Recently, the Delhi Metro Rail Corporation (DMRC) filed an affidavit with the High Court of Delhi stating that all metro stations had drinking water and public toilets available, but at a nominal fee. They also added that if a person was unable to pay, then all they had to do was to approach the staff.

This brings us to an important question: Should Metro stations have public toilets or not and should passengers be charged to use them?
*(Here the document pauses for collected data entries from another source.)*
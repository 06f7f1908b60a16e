//! 시세 수집 파이프라인 통합 테스트 (mockito + 인메모리 저장소).

use chrono::{DateTime, TimeZone, Utc};
use market_collector::config::ProviderConfig;
use market_collector::modules::{collect_quotes, quote_ingest, BatchOutcome};
use market_collector::{CollectorConfig, CollectorError};
use market_core::Symbol;
use market_data::{DatabaseConfig, FmpClient, InMemoryStore};
use mockito::{Matcher, Server};
use rust_decimal_macros::dec;
use secrecy::SecretString;

fn sym(s: &str) -> Symbol {
    Symbol::parse(s).unwrap()
}

fn config_for(server: &Server, api_key: Option<&str>) -> CollectorConfig {
    CollectorConfig::new(
        DatabaseConfig::new("postgres://localhost/unused", None),
        ProviderConfig::new(server.url(), api_key.map(|k| SecretString::from(k.to_string()))),
    )
}

fn client_for(config: &CollectorConfig) -> FmpClient {
    FmpClient::new(config.provider.fmp_config()).unwrap()
}

/// 2025-03-05 (수) 11:00 뉴욕
fn market_open() -> DateTime<Utc> {
    Utc.with_ymd_and_hms(2025, 3, 5, 16, 0, 0).unwrap()
}

/// 2025-03-08 (토)
fn weekend() -> DateTime<Utc> {
    Utc.with_ymd_and_hms(2025, 3, 8, 16, 0, 0).unwrap()
}

async fn mock_batch(server: &mut Server, csv: &str, status: usize, body: &str) -> mockito::Mock {
    server
        .mock("GET", "/stable/batch-quote")
        .match_query(Matcher::AllOf(vec![
            Matcher::UrlEncoded("symbols".into(), csv.into()),
            Matcher::UrlEncoded("apikey".into(), "test-key".into()),
        ]))
        .with_status(status)
        .with_header("content-type", "application/json")
        .with_body(body)
        .create_async()
        .await
}

#[tokio::test]
async fn failed_batch_is_isolated_and_left_unmarked() {
    let mut server = Server::new_async().await;
    let batch1 = mock_batch(
        &mut server,
        "AAA,BBB",
        200,
        r#"[{"symbol":"AAA","price":10.5},{"symbol":"BBB","price":null}]"#,
    )
    .await;
    let batch2 = mock_batch(&mut server, "CCC,DDD", 500, "internal error").await;
    let batch3 = mock_batch(
        &mut server,
        "EEE,FFF",
        200,
        r#"[{"symbol":"EEE","price":1},{"symbol":"fff","price":2.25}]"#,
    )
    .await;

    let mut config = config_for(&server, Some("test-key"));
    config.quotes.batch_size = 2;
    let client = client_for(&config);

    let mut store = InMemoryStore::new();
    for s in ["FFF", "EEE", "DDD", "CCC", "BBB", "AAA"] {
        store.track_symbol(sym(s), None);
    }

    let now = market_open();
    let stats = collect_quotes(&mut store, &client, &config, now, None)
        .await
        .unwrap();

    batch1.assert_async().await;
    batch2.assert_async().await;
    batch3.assert_async().await;

    assert_eq!(stats.total, 3);
    assert_eq!(stats.success, 2);
    assert_eq!(stats.errors, 1);
    assert_eq!(stats.rows_inserted, 3);
    assert_eq!(stats.symbols_marked, 4);

    let quotes = store.quotes();
    assert_eq!(quotes.len(), 3);
    assert!(quotes.iter().all(|q| q.as_of == now && q.provider == "fmp_batch_quote"));
    assert!(quotes.iter().any(|q| q.symbol == sym("FFF") && q.price == dec!(2.25)));

    // 파싱에 실패한 BBB도 시도했으므로 확인 처리된다
    for s in ["AAA", "BBB", "EEE", "FFF"] {
        assert_eq!(store.cursor(&sym(s)), Some(now), "{s}");
    }
    for s in ["CCC", "DDD"] {
        assert_eq!(store.cursor(&sym(s)), None, "{s}");
    }
}

#[tokio::test]
async fn fetch_batches_reports_each_batch_in_order() {
    let mut server = Server::new_async().await;
    mock_batch(&mut server, "AAA", 200, "[]").await;
    mock_batch(&mut server, "BBB", 200, r#"{"Error Message":"Limit Reach"}"#).await;
    mock_batch(&mut server, "CCC", 200, r#"[{"symbol":"CCC","price":3}]"#).await;

    let config = config_for(&server, Some("test-key"));
    let client = client_for(&config);
    let mut store = InMemoryStore::new();
    let symbols = vec![sym("AAA"), sym("BBB"), sym("CCC")];
    for s in &symbols {
        store.track_symbol(s.clone(), None);
    }

    let report = market_collector::modules::fetch_batches(&mut store, &client, &symbols, 1, market_open())
        .await
        .unwrap();

    assert_eq!(report.inserted, 1);
    assert!(matches!(report.outcomes[0], BatchOutcome::Empty { attempted: 1 }));
    assert!(matches!(report.outcomes[1], BatchOutcome::Failed { attempted: 1, .. }));
    assert!(matches!(
        report.outcomes[2],
        BatchOutcome::Written { inserted: 1, attempted: 1 }
    ));

    // 빈 응답과 비배열 응답은 확인 처리하지 않는다
    assert_eq!(store.cursor(&sym("AAA")), None);
    assert_eq!(store.cursor(&sym("BBB")), None);
    assert_eq!(store.cursor(&sym("CCC")), Some(market_open()));
}

#[tokio::test]
async fn closed_market_skips_run_without_requests() {
    let mut server = Server::new_async().await;
    let mock = server
        .mock("GET", "/stable/batch-quote")
        .match_query(Matcher::Any)
        .expect(0)
        .create_async()
        .await;

    let config = config_for(&server, Some("test-key"));
    let client = client_for(&config);
    let mut store = InMemoryStore::new();
    store.track_symbol(sym("AAPL"), None);

    let stats = collect_quotes(&mut store, &client, &config, weekend(), None)
        .await
        .unwrap();

    mock.assert_async().await;
    assert_eq!(stats.total, 0);
    assert_eq!(store.cursor(&sym("AAPL")), None);
}

#[tokio::test]
async fn bypass_flag_runs_outside_market_hours() {
    let mut server = Server::new_async().await;
    mock_batch(&mut server, "AAPL", 200, r#"[{"symbol":"AAPL","price":190}]"#).await;

    let mut config = config_for(&server, Some("test-key"));
    config.market_hours.bypass = true;
    let client = client_for(&config);
    let mut store = InMemoryStore::new();
    store.track_symbol(sym("AAPL"), None);

    let stats = collect_quotes(&mut store, &client, &config, weekend(), None)
        .await
        .unwrap();

    assert_eq!(stats.rows_inserted, 1);
    assert_eq!(store.cursor(&sym("AAPL")), Some(weekend()));
}

#[tokio::test]
async fn explicit_symbols_skip_selection() {
    let mut server = Server::new_async().await;
    let mock = mock_batch(&mut server, "TSLA", 200, r#"[{"symbol":"TSLA","price":250}]"#).await;

    let config = config_for(&server, Some("test-key"));
    let client = client_for(&config);
    let mut store = InMemoryStore::new();
    store.track_symbol(sym("TSLA"), Some(market_open()));

    let stats = collect_quotes(&mut store, &client, &config, market_open(), Some(vec![sym("TSLA")]))
        .await
        .unwrap();

    mock.assert_async().await;
    assert_eq!(stats.rows_inserted, 1);
}

#[tokio::test]
async fn missing_api_key_aborts_run_and_is_swallowed() {
    let server = Server::new_async().await;
    let config = config_for(&server, None);
    let client = client_for(&config);
    let mut store = InMemoryStore::new();
    store.track_symbol(sym("AAPL"), None);

    let err = collect_quotes(&mut store, &client, &config, market_open(), None)
        .await
        .unwrap_err();
    assert!(matches!(err, CollectorError::Config(_)));

    let outcome = quote_ingest::run(&mut store, &client, &config, market_open(), None).await;
    assert!(outcome.is_none());
    assert_eq!(store.cursor(&sym("AAPL")), None);
}

#[tokio::test]
async fn persistence_error_is_caught_at_run() {
    let mut server = Server::new_async().await;
    mock_batch(&mut server, "AAPL", 200, r#"[{"symbol":"AAPL","price":190}]"#).await;

    let config = config_for(&server, Some("test-key"));
    let client = client_for(&config);
    let mut store = InMemoryStore::new();
    store.track_symbol(sym("AAPL"), None);
    store.fail_writes_for(sym("AAPL"));

    let outcome = quote_ingest::run(&mut store, &client, &config, market_open(), None).await;

    assert!(outcome.is_none());
    assert!(store.quotes().is_empty());
    assert_eq!(store.cursor(&sym("AAPL")), None);
}
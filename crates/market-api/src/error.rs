//! API 에러 응답 타입.
//!
//! 모든 엔드포인트는 아래 형식의 JSON 에러 본문을 반환합니다.
//!
//! ```json
//! {
//!   "code": "INVALID_SYMBOL",
//!   "message": "심볼이 비어 있습니다",
//!   "timestamp": 1738300800
//! }
//! ```

use axum::http::StatusCode;
use axum::response::{IntoResponse, Response};
use axum::Json;
use market_analytics::FeatureError;
use market_data::DataError;
use serde::{Deserialize, Serialize};
use serde_json::Value;
use thiserror::Error;
use utoipa::ToSchema;

/// API 에러 응답 본문.
#[derive(Debug, Clone, Serialize, Deserialize, ToSchema)]
pub struct ApiErrorResponse {
    /// 에러 코드 (예: "DB_ERROR", "VALIDATION_ERROR")
    pub code: String,
    /// 사람이 읽을 수 있는 에러 메시지
    pub message: String,
    /// 추가 에러 상세 정보 (선택적)
    #[serde(skip_serializing_if = "Option::is_none")]
    pub details: Option<Value>,
    /// 에러 발생 타임스탬프 (Unix timestamp)
    #[serde(skip_serializing_if = "Option::is_none")]
    pub timestamp: Option<i64>,
}

impl ApiErrorResponse {
    /// 기본 에러 생성 (타임스탬프 포함).
    pub fn new(code: impl Into<String>, message: impl Into<String>) -> Self {
        Self {
            code: code.into(),
            message: message.into(),
            details: None,
            timestamp: Some(chrono::Utc::now().timestamp()),
        }
    }
}

/// 핸들러 에러.
#[derive(Debug, Error)]
pub enum ApiError {
    /// 심볼 형식 오류
    #[error("잘못된 심볼: {0:?}")]
    InvalidSymbol(String),

    /// 쿼리 파라미터 검증 실패
    #[error("{0}")]
    Validation(String),

    /// 피처 계산 파라미터 오류
    #[error(transparent)]
    Feature(#[from] FeatureError),

    /// 저장소 에러
    #[error(transparent)]
    Store(#[from] DataError),
}

impl ApiError {
    pub fn status(&self) -> StatusCode {
        match self {
            Self::InvalidSymbol(_) | Self::Validation(_) | Self::Feature(_) => {
                StatusCode::BAD_REQUEST
            }
            Self::Store(_) => StatusCode::INTERNAL_SERVER_ERROR,
        }
    }

    pub fn code(&self) -> &'static str {
        match self {
            Self::InvalidSymbol(_) => "INVALID_SYMBOL",
            Self::Validation(_) => "VALIDATION_ERROR",
            Self::Feature(_) => "INVALID_PARAMETER",
            Self::Store(_) => "DB_ERROR",
        }
    }
}

impl IntoResponse for ApiError {
    fn into_response(self) -> Response {
        let status = self.status();
        if status.is_server_error() {
            tracing::error!(error = %self, "요청 처리 실패");
        }

        // 저장소 내부 메시지는 응답에 노출하지 않는다
        let message = match &self {
            Self::Store(_) => "데이터 조회 중 오류가 발생했습니다".to_string(),
            other => other.to_string(),
        };

        (status, Json(ApiErrorResponse::new(self.code(), message))).into_response()
    }
}

/// API 핸들러 Result 타입 별칭.
pub type ApiResult<T> = Result<T, ApiError>;

#[cfg(test)]
mod tests {
    use super::*;

    #[test]
    fn test_api_error_response_new() {
        let error = ApiErrorResponse::new("TEST_ERROR", "Test message");
        assert_eq!(error.code, "TEST_ERROR");
        assert_eq!(error.message, "Test message");
        assert!(error.timestamp.is_some());
        assert!(error.details.is_none());

        let json = serde_json::to_string(&error).unwrap();
        assert!(!json.contains("details"));
    }

    #[test]
    fn test_status_mapping() {
        assert_eq!(
            ApiError::InvalidSymbol(" ".into()).status(),
            StatusCode::BAD_REQUEST
        );
        assert_eq!(
            ApiError::Feature(FeatureError::InvalidParameter("window".into())).code(),
            "INVALID_PARAMETER"
        );
        assert_eq!(
            ApiError::Store(DataError::PoolExhausted).status(),
            StatusCode::INTERNAL_SERVER_ERROR
        );
    }
}
//! 거래 상위 종목 스냅샷.

use chrono::{DateTime, Utc};
use rust_decimal::Decimal;
use serde::{Deserialize, Serialize};

use crate::types::Symbol;

/// 거래 상위 종목 한 행.
///
/// 스냅샷은 중복 제거 없이 누적되며, `rank`는 응답 순서대로 1부터 매겨집니다.
#[derive(Debug, Clone, PartialEq, Serialize, Deserialize)]
pub struct TopTradedRow {
    pub symbol: Symbol,
    pub name: Option<String>,
    pub price: Option<Decimal>,
    pub change: Option<Decimal>,
    pub change_percentage: Option<Decimal>,
    pub exchange: Option<String>,
    pub volume: Option<i64>,
    pub high: Option<Decimal>,
    pub low: Option<Decimal>,
    /// 데이터 제공자 라벨 (예: "fmp_most_actives")
    pub provider: String,
    /// 스냅샷 시각
    pub as_of: DateTime<Utc>,
    /// 순위 (1부터 시작)
    pub rank: i32,
    /// 응답 원본 조각
    pub raw_payload: serde_json::Value,
}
When the Namma Metro in Bengaluru started commercial operations in 2011, none of the eight stations had public toilets. Officials of the Bangalore Metro Rail Corporation Limited (BMRCL) argued that toilets were not required as Metro services were short haul trips. It wasn’t until 2013 when the corporation relented, after immense public demand and the intervention of the Karnataka State Human Rights Commission (KSHRC), and separated half of its staff toilet into a paid toilet for passengers to use. Chennai Metro Rail Limited (CMRL) too started charging passengers to use the toilets since they were located in the non-paid areas of the stations. DMRC has installed toilets at stations only in 2007 following a High Court order. Mumbai’s Metro on the other hand has had free toilets right from the start at all stations.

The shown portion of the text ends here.